(CNSNews.com) – A push in Congress to grant residency in the U.S. to the terminally-ill British baby Charlie Gard and his parents is moving ahead, driven by a lawmaker whose own fight to save her severely-ill baby had a happy outcome.
The House Appropriations Committee on Monday approved by voice vote an amendment to the FY 2018 Department of Homeland Security appropriations bill granting lawful permanent residence, to enable the infant to receive pioneering medical treatment in the U.S.
Chris Gard and Constance Yates have been engaged in a drawn-out legal battle with a London hospital since a judge last April ruled that their baby boy, who has a rare genetic condition and is on life support, should be allowed to die.
That same judge has indicated he will issue a new ruling next Tuesday, after he reviews the evaluation of an American neurology specialist, Dr. Michio Hirano of Columbia University Medical Center, on the potential treatment known as “nucleoside” therapy.
Charlie’s parents have raised more than $1.7 million for the treatment on the crowdfunding website GoFundMe.
The amendment offering U.S. residency to them and their child, whose will turn one on August 4, was proposed by Rep. Jaime Herrera Beutler (R-Wash.)
“I strongly believe, having faced similar circumstances, that parents have the most at stake when it comes to standing up for their children,” she told the committee ahead of the vote.
“It would allow – cut through some of the bureaucratic paperwork and allow Charlie to be a lawful permanent resident in the U.S. in order to ease their path to receive treatments that could save his life.”
Herrera Beutler can identify with what Charlie’s parents are going through better than most people: Four years ago she was told her unborn baby girl had Potter’s Syndrome, a rare and usually fatal condition that affects development of the kidneys.
She and her husband Dan later recalled a doctor advising them to have an abortion, but the pro-life congresswoman chose to “contend” with the challenge and fight for Abigail’s life.
Kidneys are essential for the production of amniotic fluid in the womb, and most babies with Potter’s Syndrome carried to term are stillborn or die very soon after death, usually from respiratory failure resulting from underdeveloped lungs.
But the Beutlers managed to convince a doctor to give Abigail saline injections in utero to fight the condition – an experimental treatment that other doctors were reluctant to consider.

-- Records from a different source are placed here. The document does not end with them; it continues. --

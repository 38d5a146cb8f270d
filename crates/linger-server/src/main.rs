//! linger-server: persistent process session host.
//!
//! Spawns processes on pseudo-terminals, keeps their output in logs and
//! terminal buffers, and lets any number of clients attach and detach over
//! HTTP + SSE while the processes keep running.

use clap::Parser;
use linger_core::{StatePaths, SystemProbe};
use linger_server::{router, Overrides, ServerConfig, SessionManager};
use std::path::PathBuf;
use std::sync::Arc;
use tracing::{error, info, warn};

/// linger-server: persistent process session host
#[derive(Parser, Debug)]
#[command(name = "linger-server", version, about = "Persistent process session host")]
struct Cli {
    /// Listen address
    #[arg(long)]
    host: Option<String>,

    /// Listen port
    #[arg(short, long)]
    port: Option<u16>,

    /// Config file path [default: <state dir>/config.toml]
    #[arg(long)]
    config: Option<String>,

    /// State directory (registry and logs)
    #[arg(long)]
    state_dir: Option<String>,

    /// Remove sessions idle for this many seconds (0 disables)
    #[arg(long)]
    idle_timeout: Option<u64>,

    /// Maximum concurrent live sessions
    #[arg(long)]
    max_sessions: Option<usize>,

    /// Log level (trace, debug, info, warn, error)
    #[arg(long, default_value = "info")]
    log_level: String,
}

#[tokio::main]
async fn main() {
    let cli = Cli::parse();

    // Initialize tracing
    use tracing_subscriber::EnvFilter;
    let env_filter = EnvFilter::try_from_default_env()
        .unwrap_or_else(|_| EnvFilter::new(&cli.log_level));
    tracing_subscriber::fmt()
        .with_env_filter(env_filter)
        .with_target(false)
        .with_writer(std::io::stderr)
        .init();

    let config_path = match &cli.config {
        Some(path) => PathBuf::from(path),
        None => match &cli.state_dir {
            Some(dir) => StatePaths::new(linger_core::paths::expand_tilde(dir)).config_file(),
            None => StatePaths::default_location().config_file(),
        },
    };
    let overrides = Overrides {
        host: cli.host,
        port: cli.port,
        state_dir: cli.state_dir,
        idle_timeout: cli.idle_timeout,
        max_sessions: cli.max_sessions,
    };
    let config = match ServerConfig::load(&config_path, overrides) {
        Ok(cfg) => cfg,
        Err(e) => {
            error!(error = %e, "failed to load config");
            std::process::exit(1);
        }
    };

    info!(
        version = env!("CARGO_PKG_VERSION"),
        addr = %config.bind_addr(),
        state_dir = %config.sessions.paths.root().display(),
        "starting linger-server"
    );

    let manager = Arc::new(SessionManager::new(
        config.sessions.clone(),
        Arc::new(SystemProbe),
    ));
    if let Err(e) = manager.reconcile().await {
        error!(error = %e, "failed to read session registry");
        std::process::exit(1);
    }

    let sweeper = tokio::spawn(sweep_loop(manager.clone(), config.sweep_interval));

    let listener = match tokio::net::TcpListener::bind(config.bind_addr()).await {
        Ok(l) => l,
        Err(e) => {
            error!(error = %e, addr = %config.bind_addr(), "failed to bind");
            std::process::exit(1);
        }
    };
    info!(addr = %config.bind_addr(), "listening");

    // Sessions are stopped as soon as the signal arrives: open streams end
    // with their exit event, which lets the graceful shutdown complete.
    let stopping = manager.clone();
    let served = axum::serve(listener, router(manager.clone()))
        .with_graceful_shutdown(async move {
            shutdown_signal().await;
            if let Err(e) = stopping.shutdown().await {
                warn!(error = %e, "failed to persist session state");
            }
        })
        .await;
    if let Err(e) = served {
        error!(error = %e, "server error");
    }

    sweeper.abort();
    if let Err(e) = manager.flush().await {
        warn!(error = %e, "failed to persist session state");
    }
    info!("linger-server stopped");
}

/// Periodically sweep idle sessions and persist activity timestamps.
async fn sweep_loop(manager: Arc<SessionManager>, every: std::time::Duration) {
    let mut interval = tokio::time::interval(every);
    interval.tick().await;
    loop {
        interval.tick().await;
        if let Err(e) = manager.sweep(linger_core::now_ms()).await {
            warn!(error = %e, "idle sweep failed");
        }
        if let Err(e) = manager.flush().await {
            warn!(error = %e, "activity flush failed");
        }
    }
}

/// Wait for SIGTERM or SIGINT (Ctrl+C).
async fn shutdown_signal() {
    let ctrl_c = tokio::signal::ctrl_c();

    #[cfg(unix)]
    {
        use tokio::signal::unix::{signal, SignalKind};
        match signal(SignalKind::terminate()) {
            Ok(mut sigterm) => {
                tokio::select! {
                    _ = ctrl_c => {}
                    _ = sigterm.recv() => {}
                }
            }
            Err(e) => {
                warn!(error = %e, "failed to install SIGTERM handler");
                ctrl_c.await.ok();
            }
        }
    }

    #[cfg(not(unix))]
    {
        ctrl_c.await.ok();
    }

    info!("received shutdown signal");
}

The “miracle” child, who received a kidney from her father last year, turned four last week. She is believed to be the first baby to have survived birth with no kidneys.
Abigail was on her mother’s lap during the House Appropriations Committee voting, according to a photo she posted on Twitter.

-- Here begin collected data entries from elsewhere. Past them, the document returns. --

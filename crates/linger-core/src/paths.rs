//! On-disk layout of the state directory.
//!
//! ```text
//! $LINGER_HOME (default ~/.linger)
//! ├── config.toml
//! ├── sessions.json        ordered registry entries
//! └── logs/<name>.<id>.log append-only output per session
//! ```

use std::path::{Path, PathBuf};

/// Environment variable that overrides the state directory.
pub const HOME_ENV: &str = "LINGER_HOME";

#[derive(Debug, Clone, PartialEq, Eq)]
pub struct StatePaths {
    root: PathBuf,
}

impl StatePaths {
    pub fn new(root: impl Into<PathBuf>) -> Self {
        Self { root: root.into() }
    }

    /// `$LINGER_HOME`, else `~/.linger`, else `/tmp/.linger`.
    pub fn default_location() -> Self {
        if let Some(dir) = std::env::var_os(HOME_ENV).filter(|v| !v.is_empty()) {
            return Self::new(PathBuf::from(dir));
        }
        let home = dirs::home_dir().unwrap_or_else(|| PathBuf::from("/tmp"));
        Self::new(home.join(".linger"))
    }

    pub fn root(&self) -> &Path {
        &self.root
    }

    pub fn registry_file(&self) -> PathBuf {
        self.root.join("sessions.json")
    }

    pub fn config_file(&self) -> PathBuf {
        self.root.join("config.toml")
    }

    pub fn log_dir(&self) -> PathBuf {
        self.root.join("logs")
    }

    /// Log file for a session; deterministic in the name, disambiguated by id.
    pub fn log_file(&self, name: &str, id: &str) -> PathBuf {
        self.log_dir().join(format!("{}.{id}.log", sanitize_name(name)))
    }
}

/// Map a session name to something safe to use as a file name component.
pub fn sanitize_name(name: &str) -> String {
    let cleaned: String = name
        .chars()
        .map(|c| {
            if c.is_ascii_alphanumeric() || c == '-' || c == '_' || c == '.' {
                c
            } else {
                '_'
            }
        })
        .collect();
    let trimmed = cleaned.trim_start_matches('.');
    if trimmed.is_empty() {
        "session".to_string()
    } else {
        trimmed.chars().take(64).collect()
    }
}

/// Expand `~` to the user's home directory.
pub fn expand_tilde(s: &str) -> PathBuf {
    if let Some(rest) = s.strip_prefix("~/") {
        if let Some(home) = dirs::home_dir() {
            return home.join(rest);
        }
    }
    PathBuf::from(s)
}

Should it pass into law, Herrera Beutler’s amendment will allow Charlie Gard and his parents to enter the U.S. within two years of its enactment.
The measure also instructs the federal government to reduce by three the number of immigrant visas issued in the next fiscal year to applicants from the country of birth of the trio.

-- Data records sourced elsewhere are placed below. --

//! Incremental server-sent-events decoder.
//!
//! Feed it response body chunks as they arrive; it returns every event that
//! is complete. Only the `event` and `data` fields are interpreted; comments
//! (keep-alives) and other fields are skipped.

use linger_core::messages::StreamEvent;
use linger_core::LingerResult;

/// A raw SSE event before payload decoding.
#[derive(Debug, Clone, PartialEq, Eq)]
pub struct RawEvent {
    /// Defaults to `message` when the event has no `event:` field.
    pub event: String,
    pub data: String,
}

#[derive(Debug, Default)]
pub struct SseDecoder {
    buffer: Vec<u8>,
    event: Option<String>,
    data: Vec<String>,
}

impl SseDecoder {
    pub fn new() -> Self {
        Self::default()
    }

    /// Feed raw bytes and return all completed raw events.
    pub fn feed_raw(&mut self, chunk: &[u8]) -> Vec<RawEvent> {
        self.buffer.extend_from_slice(chunk);
        let mut events = Vec::new();

        while let Some(pos) = self.buffer.iter().position(|b| *b == b'\n') {
            let mut line: Vec<u8> = self.buffer.drain(..=pos).collect();
            line.pop();
            if line.last() == Some(&b'\r') {
                line.pop();
            }
            let line = String::from_utf8_lossy(&line);

            if line.is_empty() {
                if !self.data.is_empty() || self.event.is_some() {
                    events.push(RawEvent {
                        event: self.event.take().unwrap_or_else(|| "message".into()),
                        data: self.data.join("\n"),
                    });
                    self.data.clear();
                }
                continue;
            }
            if line.starts_with(':') {
                continue;
            }
            let (field, value) = match line.split_once(':') {
                Some((field, value)) => (field, value.strip_prefix(' ').unwrap_or(value)),
                None => (line.as_ref(), ""),
            };
            match field {
                "event" => self.event = Some(value.to_string()),
                "data" => self.data.push(value.to_string()),
                _ => {}
            }
        }

        events
    }

    /// Feed raw bytes and return all completed linger stream events.
    pub fn feed(&mut self, chunk: &[u8]) -> LingerResult<Vec<StreamEvent>> {
        let mut out = Vec::new();
        for raw in self.feed_raw(chunk) {
            if let Some(event) = StreamEvent::parse(&raw.event, &raw.data)? {
                out.push(event);
            }
        }
        Ok(out)
    }

    /// Reset internal state.
    pub fn reset(&mut self) {
        self.buffer.clear();
        self.event = None;
        self.data.clear();
    }
}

“It would not add to the total number of visas allowed,” Herrera Beutler explained. “It would not be making them eligible for assistance – they’ve raised their money.”
“It would just help send a message I believe, as this case is being re-looked at, and re-reviewed, that should the U.K. decide to release this child that we welcome him with open arms and that we have medical teams standing by that would seek the opportunity to treat him and make his life better.”
Charlie’s plight has attracted international attention, with Pope Francis and President Trump among many expressing support.
“If we can help little #CharlieGard, as per our friends in the U.K. and the Pope, we would be delighted to do so,” Trump tweeted early this month.